* The following information is applicable for Oak version 1.6+ and AEM 6.3+.
Due to the limited available memory (off and on heap), when the instance's repository grows at a certain level, the caches get overloaded.
As a result, most of the repository accesses read data directly from disk, which is much slower, resulting in a bad end-user experience.
Overall, the instance becomes slow: response time increases and Online Revision Cleanup takes much more time to complete, sometimes over passing the allocated maintenance window.
At system level, a constant high IO activity is observed.
There are multiple endpoints that are monitored to determine when the system becomes IO bound.
The following paragraphs discuss the available endpoints and the main indicators.
There are various endpoints for monitoring IO-related metrics in AEM, the JVM, and the OS.

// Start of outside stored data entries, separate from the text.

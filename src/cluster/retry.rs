//! Redirect-following retries.
//!
//! [`RetryConn`] runs each command through a bounded loop. Each attempt
//! either succeeds, fails for good, or leads to one of three transitions:
//!
//! - MOVED: switch the bound connection to the new owner and retry at once
//! - ASK: retry at once on the ASK target, preceded by ASKING
//! - TRYAGAIN / CLUSTERDOWN: wait, then retry on the same node
//!
//! After `max_attempts` attempts the last error is wrapped in
//! [`Error::TooManyAttempts`].

use std::any::Any;
use std::time::Duration;

use futures::future::{BoxFuture, FutureExt};
use tracing::{debug, warn};

use crate::cluster::conn::ClusterConn;
use crate::cluster::redirect::{classify, RedirectKind};
use crate::core::command::Cmd;
use crate::core::connection::Connection;
use crate::proto::frame::Frame;
use crate::{Error, Result};

/// Where the next attempt goes.
#[derive(Debug)]
enum Route {
    /// The node the wrapped connection is bound to.
    Bound,
    /// An ASK target, with ASKING sent first.
    Asking(String),
}

/// A [`ClusterConn`] that follows redirects and retries transient errors.
///
/// Only [`execute`](Self::execute) retries. `send`, `flush`, `receive`,
/// `close` and `err` go straight to the wrapped connection.
///
/// # Example
///
/// ```no_run
/// use std::time::Duration;
/// use slotlink::{command, Cluster, RetryConn};
///
/// # #[tokio::main]
/// # async fn main() -> slotlink::Result<()> {
/// let cluster = Cluster::new(["127.0.0.1:7000"])?;
/// cluster.refresh().await?;
///
/// let mut conn = cluster.get()?;
/// conn.bind(["counter"]).await?;
/// let mut conn = RetryConn::new(conn, 5, Duration::from_millis(50))?;
/// conn.execute(&command::get("counter")).await?;
/// # Ok(())
/// # }
/// ```
#[derive(Debug)]
pub struct RetryConn {
    conn: ClusterConn,
    max_attempts: usize,
    wait: Duration,
}

impl RetryConn {
    /// Wraps `conn`. Each command gets at most `max_attempts` attempts;
    /// `wait` is the pause before retrying after TRYAGAIN or CLUSTERDOWN.
    ///
    /// # Errors
    ///
    /// Returns [`Error::InvalidArgument`] if `max_attempts` is zero.
    pub fn new(conn: ClusterConn, max_attempts: usize, wait: Duration) -> Result<Self> {
        if max_attempts == 0 {
            return Err(Error::InvalidArgument {
                message: "max_attempts must be at least 1".to_string(),
            });
        }
        Ok(Self {
            conn,
            max_attempts,
            wait,
        })
    }

    /// Returns the maximum number of attempts per command.
    pub fn max_attempts(&self) -> usize {
        self.max_attempts
    }

    /// Returns the wait between retries of transient errors.
    pub fn wait(&self) -> Duration {
        self.wait
    }

    /// Returns the wrapped connection.
    pub fn get_ref(&self) -> &ClusterConn {
        &self.conn
    }

    /// Returns the wrapped connection mutably.
    pub fn get_mut(&mut self) -> &mut ClusterConn {
        &mut self.conn
    }

    /// Unwraps the connection.
    pub fn into_inner(self) -> ClusterConn {
        self.conn
    }

    /// Binds the wrapped connection. See [`ClusterConn::bind`].
    pub async fn bind<I, K>(&mut self, keys: I) -> Result<()>
    where
        I: IntoIterator<Item = K>,
        K: AsRef<[u8]>,
    {
        self.conn.bind(keys).await
    }

    /// Sends a command, following MOVED and ASK redirects and retrying
    /// TRYAGAIN and CLUSTERDOWN.
    ///
    /// # Errors
    ///
    /// Errors that are not cluster conditions are returned as they are,
    /// without retry. When the attempts run out, returns
    /// [`Error::TooManyAttempts`] wrapping the last error.
    pub async fn execute(&mut self, cmd: &Cmd) -> Result<Frame> {
        let mut route = Route::Bound;
        let mut attempt = 1;

        loop {
            let result = match &route {
                Route::Bound => self.conn.execute(cmd).await,
                Route::Asking(address) => self.conn.execute_asking(address, cmd).await,
            };
            let err = match result {
                Ok(frame) => return Ok(frame),
                Err(e) => e,
            };

            let kind = classify(&err);
            if kind == RedirectKind::None {
                return Err(err);
            }
            if attempt >= self.max_attempts {
                warn!(attempts = attempt, error = %err, "giving up");
                return Err(Error::TooManyAttempts {
                    attempts: attempt,
                    source: Box::new(err),
                });
            }

            match err {
                Error::Moved { address, .. } => {
                    debug!(attempt, %address, "retrying on new owner");
                    self.conn.redirect(&address).await?;
                    route = Route::Bound;
                }
                Error::Ask { address, .. } => {
                    debug!(attempt, %address, "retrying with ASKING");
                    route = Route::Asking(address);
                }
                _ => {
                    debug!(attempt, ?kind, wait = ?self.wait, "cluster busy, backing off");
                    tokio::time::sleep(self.wait).await;
                }
            }
            attempt += 1;
        }
    }

    /// Queues a command on the wrapped connection.
    pub async fn send(&mut self, cmd: &Cmd) -> Result<()> {
        self.conn.send(cmd).await
    }

    /// Flushes the wrapped connection.
    pub async fn flush(&mut self) -> Result<()> {
        self.conn.flush().await
    }

    /// Reads the next reply from the wrapped connection.
    pub async fn receive(&mut self) -> Result<Frame> {
        self.conn.receive().await
    }

    /// Closes the wrapped connection.
    pub async fn close(&mut self) -> Result<()> {
        self.conn.close().await
    }

    /// Returns the wrapped connection's error state.
    pub fn err(&self) -> Result<()> {
        self.conn.err()
    }
}

/// Wraps a boxed connection in a [`RetryConn`].
///
/// # Errors
///
/// Returns [`Error::InvalidArgument`] if `conn` is not a [`ClusterConn`] or
/// `max_attempts` is zero.
pub fn retry_conn(
    conn: Box<dyn Connection>,
    max_attempts: usize,
    wait: Duration,
) -> Result<RetryConn> {
    match conn.into_any().downcast::<ClusterConn>() {
        Ok(conn) => RetryConn::new(*conn, max_attempts, wait),
        Err(_) => Err(Error::InvalidArgument {
            message: "retry_conn requires a connection obtained from Cluster::get".to_string(),
        }),
    }
}

impl Connection for RetryConn {
    fn execute<'a>(&'a mut self, cmd: &'a Cmd) -> BoxFuture<'a, Result<Frame>> {
        RetryConn::execute(self, cmd).boxed()
    }

    fn send<'a>(&'a mut self, cmd: &'a Cmd) -> BoxFuture<'a, Result<()>> {
        RetryConn::send(self, cmd).boxed()
    }

    fn flush(&mut self) -> BoxFuture<'_, Result<()>> {
        RetryConn::flush(self).boxed()
    }

    fn receive(&mut self) -> BoxFuture<'_, Result<Frame>> {
        RetryConn::receive(self).boxed()
    }

    fn close(&mut self) -> BoxFuture<'_, Result<()>> {
        RetryConn::close(self).boxed()
    }

    fn err(&self) -> Result<()> {
        RetryConn::err(self)
    }

    fn into_any(self: Box<Self>) -> Box<dyn Any + Send> {
        self
    }
}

Together they provide different perspectives on the overall throughput in the system at the various layers: from JCR sessions to commit in the TarMK to disk IO of the TarMK.
Combined with information collected with JVM and OS level tooling, they provide a wealth of information about the system's health and to help finding bottlenecks.
In addition to those endpoints, there are many JVM and OS-specific tools that help gaining further insight in what the system is busy with:
What: the number of disk operations (reads/writes) per time unit (second)
How: OS level tooling (for example: vmstat, iostat on UNIX)
Normal: low level of disk reads (close to zero); constant, low number of writes (see image). Peaks during revision cleanup.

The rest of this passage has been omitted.